THE QUALITY OF SCHOOL EDUCATION AS A SYSTEMIC PROPERTY: DIMENSIONS, MECHANISMS, AND MANAGEMENT GUIDELINES
DOI:
https://doi.org/10.31732/2663-2209-2026-81-327-335Keywords:
quality management, school educational environment, systems thinking, systems complexityAbstract
The article proposes an interpretation of the quality of school education as an emergent systemic property arising from the interaction of structural, process, environmental, motivational, and value-based components within a school organization.
The relevance of the study stems from the fact that contemporary approaches to assessing the quality of school education are largely focused on measurable learning outcomes, while the systemic mechanisms of its formation within the organizational context of the school remain insufficiently theorized.
The purpose of the article is to provide a theoretical substantiation the quality of school education as a systemic property and to analyze the mechanisms through which it is formed at different levels of organizational complexity.
The research methodology is based on systems analysis, theoretical generalization, the structural and functional approach, and content analysis of scholarly publications.
The study defines the quality of school education as an emergent systemic property and substantiates the multi-level nature of its formation within the school organization.

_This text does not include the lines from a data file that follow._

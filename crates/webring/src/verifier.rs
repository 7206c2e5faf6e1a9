//! Backlink verification.
//!
//! A member passes when its live page links to both the ring's `next` and
//! `prev` redirectors with `source=<member domain>`, under any of the accepted
//! scheme/port variants of the ring address. Every failure, including
//! transport errors, is folded into the [`VerificationResult`].

use std::sync::Arc;

use async_trait::async_trait;
use reqwest::redirect::Policy;
use thiserror::Error;
use tracing::debug;

use crate::member::Member;
use crate::settings::{CheckerSettings, RingEndpoint};

/// Page returned by a [`PageFetcher`] after redirects
#[derive(Debug, Clone, PartialEq, Eq)]
pub struct FetchedPage {
    pub status: u16,
    pub body: String,
}

#[derive(Debug, Clone, Error, PartialEq, Eq)]
pub enum FetchError {
    #[error("Request timed out")]
    Timeout,

    #[error("Connection failed: {0}")]
    Connect(String),

    #[error("HTTP request failed: {0}")]
    Request(String),

    #[error("Failed to read response body: {0}")]
    Body(String),
}

impl FetchError {
    fn from_reqwest(error: reqwest::Error) -> Self {
        if error.is_timeout() {
            FetchError::Timeout
        } else if error.is_connect() {
            FetchError::Connect(error.to_string())
        } else if error.is_body() || error.is_decode() {
            FetchError::Body(error.to_string())
        } else {
            FetchError::Request(error.to_string())
        }
    }
}

/// Fetcher trait for retrieving a member's page
#[async_trait]
pub trait PageFetcher: Send + Sync {
    /// GET `url`, following redirects, and return the final status and body
    async fn fetch(&self, url: &str) -> Result<FetchedPage, FetchError>;
}

/// reqwest-backed fetcher with a bounded timeout and identifying user agent
pub struct HttpFetcher {
    client: reqwest::Client,
}

impl HttpFetcher {
    pub fn new(settings: &CheckerSettings, ring: &RingEndpoint) -> reqwest::Result<Self> {
        let client = reqwest::Client::builder()
            .timeout(settings.timeout())
            .user_agent(settings.user_agent(ring))
            .redirect(Policy::limited(settings.max_redirects))
            .build()?;

        Ok(Self { client })
    }
}

#[async_trait]
impl PageFetcher for HttpFetcher {
    async fn fetch(&self, url: &str) -> Result<FetchedPage, FetchError> {
        let response = self.client.get(url).send().await.map_err(FetchError::from_reqwest)?;
        let status = response.status().as_u16();
        let body = response.text().await.map_err(FetchError::from_reqwest)?;

        Ok(FetchedPage { status, body })
    }
}

/// Which redirector a marker points at
#[derive(Debug, Clone, Copy, PartialEq, Eq)]
pub enum Direction {
    Next,
    Prev,
}

impl Direction {
    pub fn as_str(self) -> &'static str {
        match self {
            Direction::Next => "next",
            Direction::Prev => "prev",
        }
    }
}

/// Every accepted spelling of a member's next and prev backlinks
#[derive(Debug, Clone, PartialEq, Eq)]
pub struct BacklinkMarkers {
    pub next: Vec<String>,
    pub prev: Vec<String>,
}

impl BacklinkMarkers {
    /// `<origin><ring path><direction>?source=<domain>` for each accepted origin
    pub fn for_domain(ring: &RingEndpoint, domain: &str) -> Self {
        let path = ring.normalized_path();
        let origins: Vec<String> =
            ring.accepted_variants.iter().flat_map(|variant| variant.origins(ring)).collect();

        let build = |direction: Direction| -> Vec<String> {
            origins
                .iter()
                .map(|origin| format!("{origin}{path}{}?source={domain}", direction.as_str()))
                .collect()
        };

        Self { next: build(Direction::Next), prev: build(Direction::Prev) }
    }

    /// Returns `(next_found, prev_found)` for `body`
    pub fn find_in(&self, body: &str) -> (bool, bool) {
        let found = |markers: &[String]| markers.iter().any(|marker| contains_marker(body, marker));
        (found(self.next.as_slice()), found(self.prev.as_slice()))
    }
}

/// `marker` occurs in `body` and the `source` value is not merely a prefix
/// of a longer host, so `source=a.example` does not match `source=a.example.org`
fn contains_marker(body: &str, marker: &str) -> bool {
    body.match_indices(marker).any(|(start, _)| {
        body[start + marker.len()..]
            .chars()
            .next()
            .is_none_or(|c| !(c.is_alphanumeric() || matches!(c, '.' | '-' | ':')))
    })
}

/// Why a member failed verification
#[derive(Debug, Clone, Error, PartialEq, Eq)]
pub enum VerificationFailure {
    #[error(transparent)]
    Fetch(#[from] FetchError),

    #[error("Unexpected HTTP status {0}")]
    Status(u16),

    #[error("Backlink markers missing (next found: {next_found}, prev found: {prev_found})")]
    MissingMarkers { next_found: bool, prev_found: bool },
}

/// Outcome of verifying a single member
#[derive(Debug, Clone, PartialEq, Eq)]
pub struct VerificationResult {
    pub passed: bool,
    /// Final HTTP status, when a response was received
    pub observed_status: Option<u16>,
    pub error: Option<VerificationFailure>,
    /// Checks are disabled for the member; no request was made
    pub skipped: bool,
}

impl VerificationResult {
    pub fn skipped() -> Self {
        Self { passed: true, observed_status: None, error: None, skipped: true }
    }

    pub fn success(status: u16) -> Self {
        Self { passed: true, observed_status: Some(status), error: None, skipped: false }
    }

    pub fn failure(observed_status: Option<u16>, error: VerificationFailure) -> Self {
        Self { passed: false, observed_status, error: Some(error), skipped: false }
    }
}

/// Link verifier - decides whether a member still links into the ring
pub struct LinkVerifier {
    ring: RingEndpoint,
    fetcher: Arc<dyn PageFetcher>,
}

impl LinkVerifier {
    pub fn new(ring: RingEndpoint, fetcher: Arc<dyn PageFetcher>) -> Self {
        Self { ring, fetcher }
    }

    /// Verifier backed by a real HTTP client
    pub fn with_http(ring: RingEndpoint, settings: &CheckerSettings) -> reqwest::Result<Self> {
        let fetcher = HttpFetcher::new(settings, &ring)?;
        Ok(Self::new(ring, Arc::new(fetcher)))
    }

    pub fn ring(&self) -> &RingEndpoint {
        &self.ring
    }

    pub fn markers(&self, domain: &str) -> BacklinkMarkers {
        BacklinkMarkers::for_domain(&self.ring, domain)
    }

    /// Verify one member. Never fails: errors are captured in the result.
    pub async fn verify(&self, member: &Member) -> VerificationResult {
        if member.checks_disabled {
            return VerificationResult::skipped();
        }

        let url = member.url();
        debug!(domain = %member.domain, %url, "Fetching member page");

        let page = match self.fetcher.fetch(&url).await {
            Ok(page) => page,
            Err(e) => return VerificationResult::failure(None, e.into()),
        };

        if !(200..300).contains(&page.status) {
            return VerificationResult::failure(Some(page.status), VerificationFailure::Status(page.status));
        }

        match self.markers(&member.domain).find_in(&page.body) {
            (true, true) => VerificationResult::success(page.status),
            (next_found, prev_found) => VerificationResult::failure(
                Some(page.status),
                VerificationFailure::MissingMarkers { next_found, prev_found },
            ),
        }
    }
}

Based on the analysis of legislative documents and scientific approaches, the article reveals a contradiction between the result-oriented normative definition of quality and the value-oriented goals of general secondary education. It also highlights the limitations of transferring classical industrial models of quality management into the educational context.
The article proposes the use of Kenneth Boulding’s systems typology to conceptualize the school as a multi-level system. At the structural, process, cybernetic, adaptive, genetic and social, cognitive, personal, and organizational levels, the mechanisms of quality formation and the corresponding managerial influences are identified. The findings suggest that effective quality management requires coherence across these levels and consideration of the role of the educational environment, organizational culture, and underlying paradigms of education. The article also emphasizes the gap between the subject-oriented paradigm declared in official (educational) discourse and the compliance-based control practices that dominate in many schools. The capacity of the system to reduce this gap is proposed as a key indicator of a school’s quality culture.
Future research prospects lie in establishing a foundation for the further development of managerial technologies aimed at ensuring the formation of school education quality within the logic of systemic complexity.